96ウェルプレートソニケーターUIP400MTPを用いたMBECアッセイプロトコル
MBECアッセイは、ペグ蓋に形成されたバイオフィルムを除去するために必要な抗菌剤の濃度を決定するために使用される。バイオフィルムの生存率を評価するには、まず96ウェルプレートのペグ蓋からバイオフィルムを剥離する必要がある。ソニケーションは、この剥離のための最も確実で効率的な方法である。マルチウェルプレートソニケーターUIP400MTPは、アッセイプレートを最大限の効率と利便性で処理するために特別に設計されており、ハイスループットのMBECアッセイを合理化し、加速します。
バイオフィルム剥離のための超音波処理
ソニケーションは、最小バイオフィルム除去濃度(MBEC)アッセイにおいて重要なステップであり、表面に付着したバイオフィルム細胞の効果的な剥離を可能にする。バイオフィルムは本来、細胞外マトリックスに包まれた微生物の構造化された群集であり、そのため浮遊性細胞と比較して抗菌剤に対する耐性が著しく高い。MBECアッセイでは、超音波処理により制御されたキャビテーションを発生させ、バイオフィルムのマトリックスを破壊し、埋没細胞を懸濁液中に放出する。このステップにより、バイオフィルム細胞が回収培地中に均一に分散され、プレーティング、希釈、または分光光度法による正確な生存率評価が容易になります。バイオフィルムを適切に剥離しないと、残存するマトリックス成分が細胞を遮蔽し、抗菌効果の過小評価につながる可能性がある。したがって、超音波処理は、試験薬剤の真の除菌能力を反映する、信頼性と再現性のあるMBEC値を得るために不可欠である。マルチウェルプレートソニケーターUIP400MTPは、アッセイプレートでのハイスループットなサンプル調製を容易にします。

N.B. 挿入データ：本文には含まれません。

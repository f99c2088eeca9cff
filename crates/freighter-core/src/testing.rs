//! Test doubles and a scripted registry server for the pipeline tests.

use std::cell::RefCell;
use std::collections::{BTreeMap, BTreeSet};
use std::fs;
use std::io::Read;
use std::path::Path;
use std::sync::{Arc, Mutex};
use std::thread;
use std::time::Duration;

use anyhow::{Result, bail};

use freighter_git::TreeStatus;
use freighter_registry::RegistryClient;
use freighter_retry::BackoffConfig;
use freighter_types::LogLevel;

use crate::compiler::{BuildOptions, BuildRunner, DependencySet};
use crate::report::Reporter;
use crate::vcs::VersionControl;

pub(crate) const BASIC_MANIFEST: &str = r#"
[package]
name = "demo"
version = "0.1.0"
description = "demo package"
license = "MIT"

[dependencies]
unicode = "^2.0"

[publish]
location = "registry.mica-lang.org/demo"
"#;

pub(crate) const SOLVE_OK: &str =
    r#"{"resolutions":{"unicode":{"version":"2.1.3","source":"registry"}}}"#;

pub(crate) fn write_package(root: &Path, manifest: &str, files: &[(&str, &str)]) {
    fs::write(root.join("mica.toml"), manifest).unwrap();
    for (relative, contents) in files {
        let path = root.join(relative);
        fs::create_dir_all(path.parent().unwrap()).unwrap();
        fs::write(path, contents).unwrap();
    }
}

pub(crate) fn quick_client(base: &str) -> RegistryClient {
    RegistryClient::new(base)
        .unwrap()
        .with_backoff(BackoffConfig {
            max_attempts: 1,
            base_delay: Duration::from_millis(1),
            max_delay: Duration::from_millis(1),
            jitter: 0.0,
        })
}

#[derive(Default)]
pub(crate) struct RecordingReporter {
    pub lines: Vec<(LogLevel, String)>,
}

impl RecordingReporter {
    pub fn new() -> Self {
        Self::default()
    }

    pub fn messages_at(&self, level: LogLevel) -> Vec<&str> {
        self.lines
            .iter()
            .filter(|(at, _)| *at == level)
            .map(|(_, message)| message.as_str())
            .collect()
    }

    pub fn saw_info(&self, needle: &str) -> bool {
        self.messages_at(LogLevel::Info)
            .iter()
            .any(|message| message.contains(needle))
    }
}

impl Reporter for RecordingReporter {
    fn debug(&mut self, message: &str) {
        self.lines.push((LogLevel::Debug, message.to_string()));
    }

    fn info(&mut self, message: &str) {
        self.lines.push((LogLevel::Info, message.to_string()));
    }

    fn warn(&mut self, message: &str) {
        self.lines.push((LogLevel::Warn, message.to_string()));
    }

    fn error(&mut self, message: &str) {
        self.lines.push((LogLevel::Error, message.to_string()));
    }
}

pub(crate) struct FakeGit {
    pub status: TreeStatus,
    pub tag: Option<String>,
    pub tags: BTreeSet<String>,
    pub pushed: RefCell<Vec<String>>,
    pub fail_push: bool,
    pub broken: bool,
}

impl FakeGit {
    fn base() -> Self {
        FakeGit {
            status: TreeStatus::default(),
            tag: None,
            tags: BTreeSet::new(),
            pushed: RefCell::new(Vec::new()),
            fail_push: false,
            broken: false,
        }
    }

    /// Clean tree, the given tag checked out and known.
    pub fn clean_at_tag(tag: &str) -> Self {
        FakeGit {
            tag: Some(tag.to_string()),
            tags: BTreeSet::from([tag.to_string()]),
            ..Self::base()
        }
    }

    /// Clean tree, detached from any tag, with the given tags known.
    pub fn clean_with_tags(tags: &[&str]) -> Self {
        FakeGit {
            tags: tags.iter().map(ToString::to_string).collect(),
            ..Self::base()
        }
    }

    pub fn dirty(paths: &[&str]) -> Self {
        FakeGit {
            status: TreeStatus {
                dirty_paths: paths.iter().map(ToString::to_string).collect(),
            },
            ..Self::base()
        }
    }

    /// Every status query fails, as outside a repository.
    pub fn broken() -> Self {
        FakeGit {
            broken: true,
            ..Self::base()
        }
    }

    pub fn pushed_tags(&self) -> Vec<String> {
        self.pushed.borrow().clone()
    }
}

impl VersionControl for FakeGit {
    fn tree_status(&self) -> Result<TreeStatus> {
        if self.broken {
            bail!("git status failed: fatal: not a git repository");
        }
        Ok(self.status.clone())
    }

    fn checked_out_tag(&self) -> Result<Option<String>> {
        Ok(self.tag.clone())
    }

    fn list_tags(&self) -> Result<BTreeSet<String>> {
        Ok(self.tags.clone())
    }

    fn push_tag(&self, tag: &str) -> Result<()> {
        if self.fail_push {
            bail!("git push rejected tag {tag} on remote origin: permission denied");
        }
        self.pushed.borrow_mut().push(tag.to_string());
        Ok(())
    }
}

pub(crate) struct FakeBuild {
    pub version: String,
    pub fail_declared: bool,
    pub fail_resolved: bool,
    pub invocations: RefCell<Vec<&'static str>>,
}

impl FakeBuild {
    fn base(version: &str) -> Self {
        FakeBuild {
            version: version.to_string(),
            fail_declared: false,
            fail_resolved: false,
            invocations: RefCell::new(Vec::new()),
        }
    }

    pub fn passing(version: &str) -> Self {
        Self::base(version)
    }

    /// The validation build (declared dependencies) fails.
    pub fn failing_build(version: &str) -> Self {
        FakeBuild {
            fail_declared: true,
            ..Self::base(version)
        }
    }

    /// Only the pinned pre-submission rebuild fails.
    pub fn failing_pinned(version: &str) -> Self {
        FakeBuild {
            fail_resolved: true,
            ..Self::base(version)
        }
    }

    pub fn builds(&self) -> Vec<&'static str> {
        self.invocations.borrow().clone()
    }
}

impl BuildRunner for FakeBuild {
    fn build(&self, options: &BuildOptions<'_>) -> Result<()> {
        let (kind, fail) = match options.deps {
            DependencySet::Declared => ("declared", self.fail_declared),
            DependencySet::Resolved(_) => ("resolved", self.fail_resolved),
        };
        self.invocations.borrow_mut().push(kind);
        if fail {
            bail!("mica build failed (exit status: 1):\nerror[E0001]: type mismatch");
        }
        Ok(())
    }

    fn compiler_version(&self) -> Result<String> {
        Ok(self.version.clone())
    }
}

#[derive(Debug, Clone)]
pub(crate) struct RecordedRequest {
    pub method: String,
    pub url: String,
    pub body: String,
}

/// A tiny_http server answering from a script: responses are FIFO per
/// path with the final one sticky, and anything unscripted is a 404.
pub(crate) struct ScriptedRegistry {
    pub base_url: String,
    seen: Arc<Mutex<Vec<RecordedRequest>>>,
}

impl ScriptedRegistry {
    pub fn builder() -> ScriptBuilder {
        ScriptBuilder::default()
    }

    pub fn requests(&self) -> Vec<RecordedRequest> {
        self.seen.lock().unwrap().clone()
    }

    pub fn saw_publish(&self) -> bool {
        self.requests().iter().any(|r| r.url.starts_with("/publish"))
    }
}

#[derive(Default)]
pub(crate) struct ScriptBuilder {
    routes: BTreeMap<String, Vec<(u16, String)>>,
}

impl ScriptBuilder {
    fn push(mut self, path: String, code: u16, body: &str) -> Self {
        self.routes.entry(path).or_default().push((code, body.to_string()));
        self
    }

    pub fn solve(self, body: &str) -> Self {
        self.push("/solve".to_string(), 200, body)
    }

    pub fn solve_error(self, code: u16, body: &str) -> Self {
        self.push("/solve".to_string(), code, body)
    }

    pub fn metadata(self, name: &str, body: &str) -> Self {
        self.push(format!("/packages/{name}"), 200, body)
    }

    pub fn metadata_missing(self, name: &str) -> Self {
        self.push(format!("/packages/{name}"), 404, "{}")
    }

    pub fn publish_accepted(self, job_id: &str) -> Self {
        let body = format!(r#"{{"jobId":"{job_id}"}}"#);
        self.push("/publish".to_string(), 200, &body)
    }

    pub fn publish_rejected(self, code: u16, body: &str) -> Self {
        self.push("/publish".to_string(), code, body)
    }

    pub fn job(self, job_id: &str, body: &str) -> Self {
        self.push(format!("/jobs/{job_id}"), 200, body)
    }

    pub fn job_error(self, job_id: &str, code: u16) -> Self {
        self.push(format!("/jobs/{job_id}"), code, "{}")
    }

    pub fn spawn(self) -> ScriptedRegistry {
        let server = tiny_http::Server::http("127.0.0.1:0").expect("server");
        let base_url = format!("http://{}", server.server_addr());
        let seen = Arc::new(Mutex::new(Vec::new()));
        let seen_writer = Arc::clone(&seen);
        let mut routes = self.routes;
        thread::spawn(move || {
            for mut request in server.incoming_requests() {
                let mut body = String::new();
                let _ = request.as_reader().read_to_string(&mut body);
                let url = request.url().to_string();
                seen_writer.lock().expect("lock").push(RecordedRequest {
                    method: request.method().to_string(),
                    url: url.clone(),
                    body,
                });
                let path = url.split('?').next().unwrap_or("").to_string();
                let (code, payload) = match routes.get_mut(&path) {
                    Some(responses) if responses.len() > 1 => responses.remove(0),
                    Some(responses) if responses.len() == 1 => responses[0].clone(),
                    _ => (404, "{}".to_string()),
                };
                let response = tiny_http::Response::from_string(payload)
                    .with_status_code(tiny_http::StatusCode(code))
                    .with_header(
                        tiny_http::Header::from_bytes("Content-Type", "application/json")
                            .expect("header"),
                    );
                let _ = request.respond(response);
            }
        });
        ScriptedRegistry { base_url, seen }
    }
}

マルチウェルプレートソニケーター UIP400MTP は、アッセイプレートでのハイスループットなサンプル調製を容易にする。
最小バイオフィルム除去濃度(MBEC)アッセイプロトコル
ステップ1:バイオフィルム形成
- 細菌懸濁液を調製する:
適切な培地で細菌を対数相まで増殖させる。
細菌培養液を所定の光学密度(例えば、OD600~0.1)まで希釈する。 - 96ウェルプレートに接種する:
標準96ウェルマイクロタイタープレートの各ウェルに細菌懸濁液(例えば、150~200μL)を加える。 - ペグの蓋を取り付ける:
ペグ表面にバイオフィルムが形成されるように、接種したプレートにペグの蓋をする。 - プレートをインキュベートする:
バイオフィルムの成長を促進するため、セットアップを適切な温度(37℃など)で24~48時間、振盪せずにインキュベートする。
ステップ2:抗菌剤による治療
- 抗菌溶液を準備する:
新鮮な培地で様々な濃度の抗菌剤を調製する。
バイオフィルムを抗菌剤にさらす:
細菌培養からペグふたを外し、滅菌生理食塩水またはPBSですすいで浮遊細胞を除去する。
ペグ蓋を抗菌液の入った新しい96ウェルプレートにセットする。 - プレートをインキュベートする:
決められた期間(例えば24時間)インキュベートし、抗菌薬に曝露させる。

マルチウェルプレートソニケーター UIP400MTP ハイスループット試料調製用
ステップ3:96ウェルプレートソニケーターUIP400MTPによる超音波処理
超音波処理ステップは、ペグ蓋からバイオフィルムを剥離して生存率を評価するために重要です。UIP400MTPソニケーターの場合は、以下の手順に従ってください:
- セットアップの準備
新しい96ウェルプレートに回収培地(例えば、中和ブロスまたは新しい増殖培地)を各ウェルに入れる。 - ペグの蓋を移す:
抗菌処理プレートからペグ蓋を外す。
ペグの蓋を滅菌生理食塩水またはPBSですすぎ、残留抗菌剤を除去する。 - プレートとソニケーターの位置を決める:
ペグの蓋を回収培地プレートに取り付ける。
回収培地プレートをUIP400MTPソニケータープラットフォームに置き、プレートが中央に安定していることを確認します。 - 超音波処理のパラメーターを調整する:
UIP400MTPで超音波処理パラメータを設定する(設定はバイオフィルムに合わせて調整可能):
アンプリチュード:70~100%。
超音波処理時間:サイクルモードで1~3分(バイオフィルムの堅牢性により調整)。 - ソニッケイト
超音波処理を開始する。超音波振動により、ペグ表面から回収培地にバイオフィルムが剥がれ落ちる。 - プロセスを監視する:
ウェル内のサンプル温度をモニターするには、プラグ可能な温度センサーを使用します。UIP400MTPは冷却のためにラボ用チラーに接続することができます。 - ソニケーション後の処理:
回収培地(現在は剥離したバイオフィルムを含む)を直ちに新しい滅菌プレートに移し、下流の分析に使用する。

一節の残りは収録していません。